Microglial Dystrophy and Spatial Learning Impairments Following Exposure to Multiple Early-life Stressors in Rats.

BACKGROUND

Adversities during perinatal critical windows act as a major risk factor for several psychopathologies during adolescence and adulthood. Protein malnutrition, infections, neurotoxicant exposure and social stressors are significant adverse factors encountered by neonates born to socio-economically compromised societies.

PURPOSE

The purpose of this study is to understand how the cumulative exposure to multiple perinatal stressors can result in conditions that mimic various neurological disorders in affected individuals later in life. The present study aimed to understand the involvement of microglia, their activation, priming and dystrophy due to multi-hit exposure in severe spatial learning and memory impairments.

METHODS

Naïve female Wistar rats ( = 32; 140-150 gm) were divided into control and low protein (LP) groups and fed with 20% and 8% protein diets, respectively, starting from 15 days prior to breeding, followed by mating with healthy males. Pups from both control and LP groups, with their respective mothers, were maintained on their respective diets throughout the experimental regime. Both control and LP F1 Pups were injected intraperitoneally either with deltamethrin (DLT; 0.7 mg/kg body weight) from postnatal day (PND) 1-7 or lipopolysaccharide (LPS; 0.3 mg/kg body weight) at PND3 then a booster on PND5 or both in combination on specified days, forming eight groups: Control, Control+DLT, Control+LPS, Control+DLT+LPS, LP, LP+LPS, LP+DLT and LP+DLT+LPS (Multi-hit).
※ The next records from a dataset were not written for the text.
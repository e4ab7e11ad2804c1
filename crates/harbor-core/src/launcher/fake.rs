//! Scriptable in-memory [`ExtensionHost`] for tests.

use std::collections::{HashMap, HashSet};
use std::sync::{Arc, Mutex};

use crate::launcher::errors::LauncherError;
use crate::launcher::host::ExtensionHost;
use crate::launcher::types::{InterruptionSender, LaunchRequest, RequestToken};
use crate::process::Pid;

#[derive(Debug, Default)]
struct FakeRequest {
    pid: Option<Pid>,
    cancelled: bool,
    exited: bool,
}

#[derive(Default)]
struct FakeState {
    denied: HashSet<String>,
    auto_pid: Option<u32>,
    requests: HashMap<RequestToken, FakeRequest>,
    last_token: Option<RequestToken>,
}

/// In-memory host whose pid resolution and interruptions are driven
/// explicitly by the test body.
pub(crate) struct FakeExtensionHost {
    interruptions: InterruptionSender,
    state: Mutex<FakeState>,
}

impl FakeExtensionHost {
    pub fn new(interruptions: InterruptionSender) -> Arc<Self> {
        Arc::new(Self {
            interruptions,
            state: Mutex::new(FakeState::default()),
        })
    }

    /// Reject all future requests for `bundle_id`.
    pub fn deny(&self, bundle_id: &str) {
        self.state
            .lock()
            .unwrap()
            .denied
            .insert(bundle_id.to_string());
    }

    /// Assign this pid to every new request at begin time.
    pub fn set_auto_pid(&self, pid: u32) {
        self.state.lock().unwrap().auto_pid = Some(pid);
    }

    /// Token of the most recently begun request.
    pub fn last_token(&self) -> Option<RequestToken> {
        self.state.lock().unwrap().last_token
    }

    /// Simulate the guest process starting after the request began.
    /// Ignored for cancelled requests; nothing may leak as running.
    pub fn resolve_pid(&self, token: RequestToken, pid: u32) {
        let mut state = self.state.lock().unwrap();
        if let Some(request) = state.requests.get_mut(&token)
            && !request.cancelled
            && !request.exited
        {
            request.pid = Some(Pid::from_raw(pid));
        }
    }

    /// Simulate the hosted process exiting (crash or normal exit).
    pub fn send_interruption(&self, token: RequestToken) {
        let mut state = self.state.lock().unwrap();
        let Some(request) = state.requests.get_mut(&token) else {
            return;
        };
        if request.exited {
            return;
        }
        request.exited = true;
        request.pid = None;
        let _ = self.interruptions.send(token);
    }
}

impl ExtensionHost for FakeExtensionHost {
    fn begin_request(
        &self,
        token: RequestToken,
        request: &LaunchRequest,
    ) -> Result<(), LauncherError> {
        let mut state = self.state.lock().unwrap();
        if state.denied.contains(&request.bundle_id) {
            return Err(LauncherError::LaunchDenied {
                bundle_id: request.bundle_id.clone(),
                reason: "identifier rejected by hosting subsystem".to_string(),
            });
        }
        let pid = state.auto_pid.map(Pid::from_raw);
        state.requests.insert(
            token,
            FakeRequest {
                pid,
                cancelled: false,
                exited: false,
            },
        );
        state.last_token = Some(token);
        Ok(())
    }

    fn pid_for_request(&self, token: RequestToken) -> Option<Pid> {
        let state = self.state.lock().unwrap();
        state
            .requests
            .get(&token)
            .filter(|r| !r.cancelled && !r.exited)
            .and_then(|r| r.pid)
    }

    fn cancel_request(&self, token: RequestToken) {
        let send = {
            let mut state = self.state.lock().unwrap();
            match state.requests.get_mut(&token) {
                Some(request) if !request.exited => {
                    request.cancelled = true;
                    request.exited = true;
                    request.pid = None;
                    true
                }
                _ => false,
            }
        };
        // The subsystem confirms the exit of a cancelled request the same
        // way it reports any other exit.
        if send {
            let _ = self.interruptions.send(token);
        }
    }
}
//! JSONL framing for channel messages.
//!
//! One serde-serialized message per line. `read_message` returns `None` on
//! a cleanly closed stream.

use serde::Serialize;
use serde::de::DeserializeOwned;
use tokio::io::{AsyncBufReadExt, AsyncWrite, AsyncWriteExt};

use crate::channel::errors::ChannelError;

pub async fn write_message<W, T>(writer: &mut W, msg: &T) -> Result<(), ChannelError>
where
    W: AsyncWrite + Unpin,
    T: Serialize,
{
    let mut line = serde_json::to_string(msg).map_err(|e| ChannelError::ProtocolError {
        message: format!("failed to serialize message: {}", e),
    })?;
    line.push('\n');
    writer.write_all(line.as_bytes()).await?;
    writer.flush().await?;
    Ok(())
}

pub async fn read_message<R, T>(reader: &mut R) -> Result<Option<T>, ChannelError>
where
    R: AsyncBufReadExt + Unpin,
    T: DeserializeOwned,
{
    let mut line = String::new();
    loop {
        line.clear();
        let n = reader.read_line(&mut line).await?;
        if n == 0 {
            return Ok(None);
        }
        let trimmed = line.trim();
        if trimmed.is_empty() {
            continue;
        }
        return serde_json::from_str(trimmed)
            .map(Some)
            .map_err(|e| ChannelError::ProtocolError {
                message: format!("failed to parse message: {}", e),
            });
    }
}
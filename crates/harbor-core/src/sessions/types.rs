use chrono::{DateTime, Utc};
use serde::{Deserialize, Serialize};

use crate::window::WindowMode;

/// Lifecycle state of one guest session.
///
/// `Terminated` is terminal for the current launch; a terminated session
/// may be started again, which begins a fresh launch with a fresh request
/// token.
#[derive(Debug, Clone, Copy, PartialEq, Eq, Serialize, Deserialize)]
#[serde(rename_all = "lowercase")]
pub enum SessionState {
    Idle,
    Launching,
    Running,
    Backgrounded,
    Terminating,
    Terminated,
}

impl SessionState {
    pub fn is_terminal(&self) -> bool {
        matches!(self, SessionState::Terminated)
    }

    /// Whether the session may still own a guest process.
    pub fn is_live(&self) -> bool {
        !matches!(self, SessionState::Idle | SessionState::Terminated)
    }
}

impl std::fmt::Display for SessionState {
    fn fmt(&self, f: &mut std::fmt::Formatter<'_>) -> std::fmt::Result {
        let s = match self {
            SessionState::Idle => "idle",
            SessionState::Launching => "launching",
            SessionState::Running => "running",
            SessionState::Backgrounded => "backgrounded",
            SessionState::Terminating => "terminating",
            SessionState::Terminated => "terminated",
        };
        f.write_str(s)
    }
}

/// Point-in-time view of a session, safe to hold across UI rendering.
///
/// Snapshots are plain data: taking or iterating them never blocks on
/// process IO.
#[derive(Debug, Clone, Serialize, Deserialize)]
pub struct SessionSnapshot {
    pub session_id: String,
    pub bundle_id: String,
    pub container_id: String,
    pub display_name: String,
    pub state: SessionState,
    #[serde(skip_serializing_if = "Option::is_none")]
    pub pid: Option<u32>,
    #[serde(skip_serializing_if = "Option::is_none")]
    pub last_error: Option<String>,
    pub window_mode: WindowMode,
    pub exited_unexpectedly: bool,
    pub created_at: DateTime<Utc>,
}
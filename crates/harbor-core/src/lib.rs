//! harbor-core: Core library for guest app hosting and multitask windows
//!
//! This library provides the orchestration logic for running guest apps as
//! hosted sub-processes and presenting them concurrently in floating
//! windows. It is used by the CLI and is UI-toolkit agnostic.
//!
//! # Main Entry Points
//!
//! - [`sessions`] - Session lifecycle state machine and registry
//! - [`launcher`] - Hosted-process launching and interruption protocol
//! - [`window`] - Per-window presentation state
//! - [`channel`] - Anonymous remote-control channel
//! - [`refresh`] - App refresh coordinator and worker
//! - [`config`] - Configuration management
//!
//! # Threading
//!
//! Session, registry, and window state is owned by one context. Callbacks
//! from other processes (process-id resolution, interruptions, channel
//! messages) arrive on background tasks and are re-dispatched through
//! channels onto the owning context before any state mutation.

pub mod channel;
pub mod config;
pub mod errors;
pub mod events;
pub mod launcher;
pub mod library;
pub mod logging;
pub mod process;
pub mod refresh;
pub mod sessions;
pub mod signing;
pub mod staging;
pub mod window;

// Re-export commonly used types at crate root for convenience
pub use channel::{ChannelBookmark, ChannelEvent, CompletionResult, ProgressReporter, RemoteController};
pub use config::{Config, HarborConfig};
pub use launcher::{ExtensionHost, LaunchRequest, ProcessLauncher, RequestToken, SubprocessHost};
pub use library::{BUILTIN_REFRESH_WORKER, BundleLibrary, InstalledBundle};
pub use refresh::RefreshCoordinator;
pub use sessions::{LifecycleEvent, Session, SessionRegistry, SessionSnapshot, SessionState};
pub use signing::{BundleSigner, CommandSigner};
pub use staging::BundleTransaction;
pub use window::{WindowDecoration, WindowMode};

// Re-export logging initialization
pub use logging::init_logging;
use clap::ArgMatches;
use tracing::info;

use harbor_core::config::Config;
use harbor_core::library::BundleLibrary;

pub fn handle_apps_command(matches: &ArgMatches) -> Result<(), Box<dyn std::error::Error>> {
    let config = Config::new();
    let library = BundleLibrary::from_config(&config);
    let bundles = library.list_bundles()?;

    info!(event = "cli.apps.listed", count = bundles.len());

    if matches.get_flag("json") {
        println!("{}", serde_json::to_string_pretty(&bundles)?);
        return Ok(());
    }

    if bundles.is_empty() {
        println!("No apps installed. Use 'harbor install <path>' to add one.");
        return Ok(());
    }

    let id_width = bundles
        .iter()
        .map(|b| b.bundle_id.len())
        .max()
        .unwrap_or(0)
        .max("BUNDLE ID".len());

    println!("{:<id_width$}  NAME", "BUNDLE ID");
    for bundle in &bundles {
        println!("{:<id_width$}  {}", bundle.bundle_id, bundle.display_name);
    }

    Ok(())
}
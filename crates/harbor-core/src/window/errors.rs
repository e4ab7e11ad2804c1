use crate::errors::HarborError;
use crate::window::types::WindowMode;

#[derive(Debug, thiserror::Error)]
pub enum WindowError {
    #[error("Cannot {operation} while window is {mode}")]
    InvalidInState {
        operation: &'static str,
        mode: WindowMode,
    },

    #[error("Invalid argument: {message}")]
    InvalidArgument { message: String },
}

impl HarborError for WindowError {
    fn error_code(&self) -> &'static str {
        match self {
            WindowError::InvalidInState { .. } => "WINDOW_INVALID_IN_STATE",
            WindowError::InvalidArgument { .. } => "WINDOW_INVALID_ARGUMENT",
        }
    }

    fn is_user_error(&self) -> bool {
        true
    }
}
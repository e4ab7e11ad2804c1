//! Guest process inspection and termination.
//!
//! The hosted-request subsystem reports a guest's exit with nothing but the
//! request token, so anything that needs a reason (or needs to kill a guest
//! directly) goes through here: liveness checks and identity-verified kills
//! keyed on pid plus process start time.

pub mod errors;
pub mod operations;
pub mod types;

pub use errors::ProcessError;
pub use operations::{get_process_info, is_process_running, kill_process};
pub use types::{Pid, ProcessInfo, ProcessStatus};
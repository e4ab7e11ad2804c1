use serde::{Deserialize, Serialize};
use std::path::PathBuf;

/// Reserved bundle id for the refresh helper shipped inside the host
/// executable itself.
pub const BUILTIN_REFRESH_WORKER: &str = "builtin.refresh-worker";

/// Manifest describing an installed guest app bundle (`bundle.toml`).
///
/// # Example
///
/// ```toml
/// display_name = "Notes"
/// executable = "bin/notes"
/// args = ["--windowed"]
/// ```
#[derive(Debug, Clone, Serialize, Deserialize)]
pub struct BundleManifest {
    /// Name shown in window bars and listings.
    pub display_name: String,

    /// Executable path, relative to the bundle directory (absolute paths
    /// are accepted for system-provided guests).
    pub executable: PathBuf,

    /// Arguments passed to the guest on every launch.
    #[serde(default)]
    pub args: Vec<String>,
}

/// An installed bundle as enumerated from the library directory.
#[derive(Debug, Clone, Serialize, Deserialize)]
pub struct InstalledBundle {
    pub bundle_id: String,
    pub display_name: String,
    pub path: PathBuf,
}

/// A bundle id resolved to something the host can actually execute.
#[derive(Debug, Clone)]
pub struct ResolvedBundle {
    pub bundle_id: String,
    pub display_name: String,
    /// Absolute path of the guest executable.
    pub executable: PathBuf,
    pub args: Vec<String>,
    /// Bundle directory; absent for builtin helpers.
    pub bundle_path: Option<PathBuf>,
}
use clap::ArgMatches;
use tracing::info;

use harbor_core::channel::ChannelBookmark;
use harbor_core::config::{Config, HarborConfig};
use harbor_core::library::BundleLibrary;
use harbor_core::refresh::run_worker;
use harbor_core::signing::{BundleSigner, CommandSigner};

/// Environment variable the hosting subsystem passes the channel bookmark
/// in when this process is launched as the builtin refresh helper.
const ENV_CHANNEL_BOOKMARK: &str = "HARBOR_CHANNEL_BOOKMARK";

pub fn handle_worker_command(_matches: &ArgMatches) -> Result<(), Box<dyn std::error::Error>> {
    let bookmark = std::env::var(ENV_CHANNEL_BOOKMARK)
        .map(ChannelBookmark::new)
        .map_err(|_| format!("{} is not set; this command is launched by the host", ENV_CHANNEL_BOOKMARK))?;

    let config = Config::new();
    let harbor_config = HarborConfig::load_hierarchy()?;
    let library = BundleLibrary::from_config(&config);
    let signer = CommandSigner::from_config(&harbor_config.signing);

    info!(event = "cli.worker.started");

    let runtime = tokio::runtime::Runtime::new()?;
    runtime.block_on(run_worker(
        &bookmark,
        &library,
        signer.as_ref().map(|s| s as &dyn BundleSigner),
    ))?;
    Ok(())
}
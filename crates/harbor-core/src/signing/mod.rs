//! Bundle signing boundary.
//!
//! Signing internals (certificates, entitlements, the trust chain) are
//! opaque to Harbor. The core interacts with signing only through
//! [`BundleSigner`]: sign the bundle at a path, succeed or fail.
//! [`CommandSigner`] delegates to a user-configured external command, the
//! same way git operations shell out to the `git` binary elsewhere in this
//! workspace's lineage.

use std::path::Path;
use std::process::Command;

use tracing::{debug, info};

use crate::errors::HarborError;

#[derive(Debug, thiserror::Error)]
pub enum SigningError {
    #[error("Failed to run signing command '{command}': {message}")]
    SpawnFailed { command: String, message: String },

    #[error("Signing command failed for '{bundle}': {message}")]
    CommandFailed { bundle: String, message: String },
}

impl HarborError for SigningError {
    fn error_code(&self) -> &'static str {
        match self {
            SigningError::SpawnFailed { .. } => "SIGNING_SPAWN_FAILED",
            SigningError::CommandFailed { .. } => "SIGNING_COMMAND_FAILED",
        }
    }
}

/// Capability interface to the signing subsystem.
pub trait BundleSigner: Send + Sync {
    /// Sign the bundle at `bundle_path` in place.
    fn sign_bundle(&self, bundle_path: &Path) -> Result<(), SigningError>;
}

/// Signs bundles by running an external command with the bundle path
/// appended, e.g. `rcodesign sign <bundle>`.
#[derive(Debug, Clone)]
pub struct CommandSigner {
    command: String,
}

impl CommandSigner {
    pub fn new(command: impl Into<String>) -> Self {
        Self {
            command: command.into(),
        }
    }

    /// Build a signer from config; `None` when no command is configured.
    pub fn from_config(config: &crate::config::SigningConfig) -> Option<Self> {
        config.command.as_deref().map(Self::new)
    }
}

impl BundleSigner for CommandSigner {
    fn sign_bundle(&self, bundle_path: &Path) -> Result<(), SigningError> {
        let mut parts = self.command.split_whitespace();
        let program = parts.next().ok_or_else(|| SigningError::SpawnFailed {
            command: self.command.clone(),
            message: "empty signing command".to_string(),
        })?;

        debug!(
            event = "core.signing.sign_started",
            bundle = %bundle_path.display(),
            command = %self.command,
        );

        let output = Command::new(program)
            .args(parts)
            .arg(bundle_path)
            .output()
            .map_err(|e| SigningError::SpawnFailed {
                command: self.command.clone(),
                message: e.to_string(),
            })?;

        if !output.status.success() {
            let stderr = String::from_utf8_lossy(&output.stderr);
            return Err(SigningError::CommandFailed {
                bundle: bundle_path.display().to_string(),
                message: format!("{} ({})", stderr.trim(), output.status),
            });
        }

        info!(
            event = "core.signing.sign_completed",
            bundle = %bundle_path.display(),
        );
        Ok(())
    }
}
use tracing::{info, warn};

use crate::channel::{ChannelBookmark, ChannelError, ProgressReporter};
use crate::library::{BundleLibrary, InstalledBundle};
use crate::refresh::REFRESH_ALL_ACTION;
use crate::refresh::errors::RefreshError;
use crate::signing::BundleSigner;
use crate::staging::BundleTransaction;

/// Helper-process entry point for one refresh operation.
///
/// Connects back to the host over the bookmarked channel, waits for its
/// instruction, then re-stages (and re-signs, when a signer is configured)
/// every installed bundle, reporting progress proportional to bundles
/// processed. Per-bundle failures cancel that bundle's transaction and are
/// reported to the host as a failure completion; they are not errors from
/// this function's point of view, since the channel delivered them.
pub async fn run_worker(
    bookmark: &ChannelBookmark,
    library: &BundleLibrary,
    signer: Option<&dyn BundleSigner>,
) -> Result<(), RefreshError> {
    let mut reporter = ProgressReporter::connect(bookmark).await?;

    let Some(action) = reporter.next_command().await? else {
        return Err(ChannelError::PeerDisconnected.into());
    };
    if action != REFRESH_ALL_ACTION {
        reporter
            .report_completion(Some(format!("unknown action '{}'", action)))
            .await?;
        return Ok(());
    }

    let bundles = match library.list_bundles() {
        Ok(bundles) => bundles,
        Err(e) => {
            reporter.report_completion(Some(e.to_string())).await?;
            return Ok(());
        }
    };

    info!(
        event = "core.refresh.worker_started",
        bundle_count = bundles.len(),
    );

    let total = bundles.len();
    for (index, bundle) in bundles.iter().enumerate() {
        if let Err(message) = refresh_bundle(bundle, signer) {
            warn!(
                event = "core.refresh.bundle_failed",
                bundle_id = bundle.bundle_id,
                error = %message,
            );
            reporter
                .report_completion(Some(format!("{}: {}", bundle.bundle_id, message)))
                .await?;
            return Ok(());
        }
        let value = (index + 1) as f64 / total as f64;
        reporter.report_progress(value).await?;
        info!(
            event = "core.refresh.bundle_refreshed",
            bundle_id = bundle.bundle_id,
            progress = value,
        );
    }

    reporter.report_completion(None).await?;
    Ok(())
}

fn refresh_bundle(bundle: &InstalledBundle, signer: Option<&dyn BundleSigner>) -> Result<(), String> {
    let mut txn = BundleTransaction::new(&bundle.path);
    let working = txn.begin().map_err(|e| e.to_string())?.to_path_buf();

    match signer {
        Some(signer) => {
            if let Err(e) = signer.sign_bundle(&working) {
                txn.cancel();
                return Err(e.to_string());
            }
        }
        None => {
            warn!(
                event = "core.refresh.signing_skipped",
                bundle_id = bundle.bundle_id,
                "No signing command configured; bundle re-staged unsigned"
            );
        }
    }

    txn.commit().map_err(|e| e.to_string())
}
Microglial priming was studied using immunohistochemical procedures, and spatial learning and memory were estimated by the Morris water maze test in F1 rats (1, 3, 6 months).

RESULTS

Results revealed that LP F1-treated rats were more susceptible to stressors with reduced brain weight, long-term microglial activation specifying primed states with enhanced expression of CD11b/CR3, MHC-II/OX-6 and ED2.

CONCLUSION

Multi-hit exposure induced dystrophic changes in a large population of microglia, causing severe learning and memory impairments, suggesting that perinatal multi-hit exposure might become a significant risk factor for developmental disorders in adulthood.